Chronique Humanite dimanche Au boulot n° 457 Traite d’humains au travail en UE

 

En Union européenne, il y a 240 millions de travailleurs. 1,7 million d’européens traversent quotidiennement une frontière. 17 millions travaillent dans un autre état membre soit 2 fois plus qu’il y a 10 ans.

 

Parmi eux, il existe 2,3 millions de « travailleurs détachés » dont 516 000 en France (hors transport), durée moyenne du détachement, 44 jours, ils sont mal logés, mal traités, mal payés et surtout discriminés. La France est le 2° pays d’accueil parce que les patrons français se précipitent dessus : pour eux c’est une aubaine, vu qu’ils coutent moins cher que les salariés français (et les immigrés ordinaires) car leurs cotisations sociales, leurs salaires bruts, sont payés au tarif du pays d’origine pendant 24 mois. Huit nationalités concentrent 70 % du flux de cette main-d’œuvre : portugais, polonais, allemands, roumains, français, belges, espagnols et italiens. Et aussi 20 000 ressortissants issus de pays d’Afrique détachés par des entreprises européennes (sic). Le « détachement » procède de montages complexes faisant intervenir plusieurs pays quasi impossible à contrôler.

 

La fraude patronale fait rage : omission de déclaration des formalités obligatoires, prêts illicites de main d’œuvre, marchandage, non respect du droit et conditions de travail indignes (agriculture, BTP, restauration, abattoirs, décès de salariés, maladies dues au manque d’hygiène, malnutrition, privation de liberté, il s’agit de traite d’humains au travail). L’inspection du travail, en France, sur 11 500 interventions, a dressé 1000 sanctions administratives en 2017, pour 5,9 millions d’euros, dont seulement la moitié a été recouvrée (les ¾ dans le BTP).

 

Croyez vous qu’ils vont enfin changer cette énorme discrimination et mettre en œuvre des contrôles réels et généralisés de l’inspection du travail ? (pourtant celle-ci existe dans les 27 pays de l’UE).

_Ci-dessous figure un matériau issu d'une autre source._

//! Errors raised by the Solana adapter.

use oftbridge::EndpointId;
use oftbridge::address::AddressError;
use oftbridge::amount::AmountError;
use solana_client::client_error::ClientError;
use solana_pubkey::Pubkey;
use solana_signer::SignerError;

/// Errors that can occur while connecting, quoting or sending on Solana.
#[derive(Debug, thiserror::Error)]
pub enum SvmError {
    /// RPC request failed.
    #[error("RPC error: {0}")]
    Rpc(#[from] ClientError),
    /// The secret key could not be decoded.
    #[error("invalid keypair: {0}")]
    InvalidKeypair(String),
    /// An address could not be decoded.
    #[error(transparent)]
    Address(#[from] AddressError),
    /// The amount cannot be expressed in the mint's decimals.
    #[error(transparent)]
    Amount(#[from] AmountError),
    /// No address lookup table is known for the endpoint.
    #[error("no address lookup table configured for endpoint {0}")]
    MissingLookupTable(EndpointId),
    /// The lookup table account does not exist or has an invalid layout.
    #[error("invalid address lookup table {0}")]
    InvalidLookupTable(Pubkey),
    /// The sender's associated token account does not exist.
    #[error("token account {0} does not exist")]
    MissingTokenAccount(Pubkey),
    /// The mint account is missing or not an SPL mint.
    #[error("invalid mint {0}")]
    InvalidMint(Pubkey),
    /// Simulation reported a program error.
    #[error("simulation failed: {0}")]
    Simulation(String),
    /// Simulation returned no or malformed return data.
    #[error("invalid return data: {0}")]
    ReturnData(String),
    /// Instruction arguments could not be encoded.
    #[error("failed to encode instruction arguments: {0}")]
    Encode(#[from] std::io::Error),
    /// Message compilation failed.
    #[error("failed to compile message: {0}")]
    Compile(String),
    /// Transaction signing failed.
    #[error(transparent)]
    Signing(#[from] SignerError),
}
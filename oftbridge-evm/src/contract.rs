//! Solidity interface definitions for on-chain interactions.
//!
//! Contains the minimal ABI surface needed by the bridge:
//! - [`IOFT`] - LayerZero V2 OFT send/quote entry points
//! - [`IERC20`] - Balance, decimals and allowance of the underlying token

use alloy_sol_types::sol;

sol! {
    /// LayerZero V2 Omnichain Fungible Token interface.
    ///
    /// Only the functions used by the bridge are declared.
    #[allow(missing_docs)]
    #[derive(Debug)]
    #[sol(rpc)]
    interface IOFT {
        struct SendParam {
            uint32 dstEid;
            bytes32 to;
            uint256 amountLD;
            uint256 minAmountLD;
            bytes extraOptions;
            bytes composeMsg;
            bytes oftCmd;
        }

        struct MessagingFee {
            uint256 nativeFee;
            uint256 lzTokenFee;
        }

        struct MessagingReceipt {
            bytes32 guid;
            uint64 nonce;
            MessagingFee fee;
        }

        struct OFTReceipt {
            uint256 amountSentLD;
            uint256 amountReceivedLD;
        }

        function token() external view returns (address);

        /// True for OFT adapters, which pull the underlying token with `transferFrom`.
        function approvalRequired() external view returns (bool);

        function quoteSend(SendParam calldata sendParam, bool payInLzToken)
            external
            view
            returns (MessagingFee memory);

        function send(SendParam calldata sendParam, MessagingFee calldata fee, address refundAddress)
            external
            payable
            returns (MessagingReceipt memory, OFTReceipt memory);
    }
}

sol! {
    /// Minimal ERC-20 interface for balance checks and approvals.
    #[allow(missing_docs)]
    #[derive(Debug)]
    #[sol(rpc)]
    interface IERC20 {
        function balanceOf(address account) external view returns (uint256);
        function decimals() external view returns (uint8);
        function allowance(address owner, address spender) external view returns (uint256);
        function approve(address spender, uint256 amount) external returns (bool);
    }
}
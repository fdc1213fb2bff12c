//! RPC client abstraction.
//!
//! [`RpcClientLike`] narrows the nonblocking [`RpcClient`] to the calls the
//! adapter makes, so tests can substitute an in-memory chain.

use std::future::Future;
use std::sync::Arc;

use solana_account::Account;
use solana_client::client_error::{ClientError, ClientErrorKind};
use solana_client::nonblocking::rpc_client::RpcClient;
use solana_client::rpc_config::RpcSimulateTransactionConfig;
use solana_client::rpc_response::{Response, RpcSimulateTransactionResult};
use solana_message::Hash;
use solana_pubkey::Pubkey;
use solana_signature::Signature;
use solana_transaction::versioned::VersionedTransaction;

/// The subset of Solana JSON-RPC used by the bridge.
pub trait RpcClientLike: Send + Sync {
    /// Latest blockhash at the client's commitment.
    fn get_latest_blockhash(&self) -> impl Future<Output = Result<Hash, ClientError>> + Send;

    /// Fetches an account, or `None` if it does not exist.
    fn get_account(
        &self,
        pubkey: &Pubkey,
    ) -> impl Future<Output = Result<Option<Account>, ClientError>> + Send;

    /// Raw token amount held by an SPL token account.
    fn get_token_account_balance(
        &self,
        pubkey: &Pubkey,
    ) -> impl Future<Output = Result<u64, ClientError>> + Send;

    /// Simulates a transaction.
    fn simulate_transaction_with_config(
        &self,
        tx: &VersionedTransaction,
        config: RpcSimulateTransactionConfig,
    ) -> impl Future<Output = Result<Response<RpcSimulateTransactionResult>, ClientError>> + Send;

    /// Sends a signed transaction and waits for confirmation.
    fn send_and_confirm_transaction(
        &self,
        tx: &VersionedTransaction,
    ) -> impl Future<Output = Result<Signature, ClientError>> + Send;
}

impl RpcClientLike for RpcClient {
    async fn get_latest_blockhash(&self) -> Result<Hash, ClientError> {
        Self::get_latest_blockhash(self).await
    }

    async fn get_account(&self, pubkey: &Pubkey) -> Result<Option<Account>, ClientError> {
        let response = self.get_account_with_commitment(pubkey, self.commitment()).await?;
        Ok(response.value)
    }

    async fn get_token_account_balance(&self, pubkey: &Pubkey) -> Result<u64, ClientError> {
        let balance = Self::get_token_account_balance(self, pubkey).await?;
        balance.amount.parse().map_err(|e| {
            ClientError::from(ClientErrorKind::Custom(format!(
                "invalid token amount {:?}: {e}",
                balance.amount
            )))
        })
    }

    async fn simulate_transaction_with_config(
        &self,
        tx: &VersionedTransaction,
        config: RpcSimulateTransactionConfig,
    ) -> Result<Response<RpcSimulateTransactionResult>, ClientError> {
        Self::simulate_transaction_with_config(self, tx, config).await
    }

    async fn send_and_confirm_transaction(
        &self,
        tx: &VersionedTransaction,
    ) -> Result<Signature, ClientError> {
        Self::send_and_confirm_transaction(self, tx).await
    }
}

impl<T: RpcClientLike> RpcClientLike for Arc<T> {
    fn get_latest_blockhash(&self) -> impl Future<Output = Result<Hash, ClientError>> + Send {
        (**self).get_latest_blockhash()
    }

    fn get_account(
        &self,
        pubkey: &Pubkey,
    ) -> impl Future<Output = Result<Option<Account>, ClientError>> + Send {
        (**self).get_account(pubkey)
    }

    fn get_token_account_balance(
        &self,
        pubkey: &Pubkey,
    ) -> impl Future<Output = Result<u64, ClientError>> + Send {
        (**self).get_token_account_balance(pubkey)
    }

    fn simulate_transaction_with_config(
        &self,
        tx: &VersionedTransaction,
        config: RpcSimulateTransactionConfig,
    ) -> impl Future<Output = Result<Response<RpcSimulateTransactionResult>, ClientError>> + Send {
        (**self).simulate_transaction_with_config(tx, config)
    }

    fn send_and_confirm_transaction(
        &self,
        tx: &VersionedTransaction,
    ) -> impl Future<Output = Result<Signature, ClientError>> + Send {
        (**self).send_and_confirm_transaction(tx)
    }
}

Non ! la tendance partout en UE, est à la réduction des dépenses publiques (Muriel Pénicaud, diminue de 15 % les effectifs de l’inspection en France).

 

Alors ils font semblant : ils viennent de créer en juin 2019 une « Autorité européenne du travail » (AET) qui agira à partir d’octobre 2019 depuis Bratislava. Objectif : mieux encadrer la mobilité des travailleurs au sein de l’Union. Mais sans moyens : à terme, l’Autorité comptera environ 140 agents, avec un petit budget de 50 millions, parmi lesquels 60 experts nationaux détachés par leur État membre, joueront le rôle d’officiers de liaison pour l’ensemble des administrations nationales concernées et surtout, elle n’aura pas de pouvoir de sanction !

 

« Une coquille vide sans réel pouvoir » analyse Eric Bocquet.

 

A coup sûr la discrimination odieuse des travailleurs détachés continue.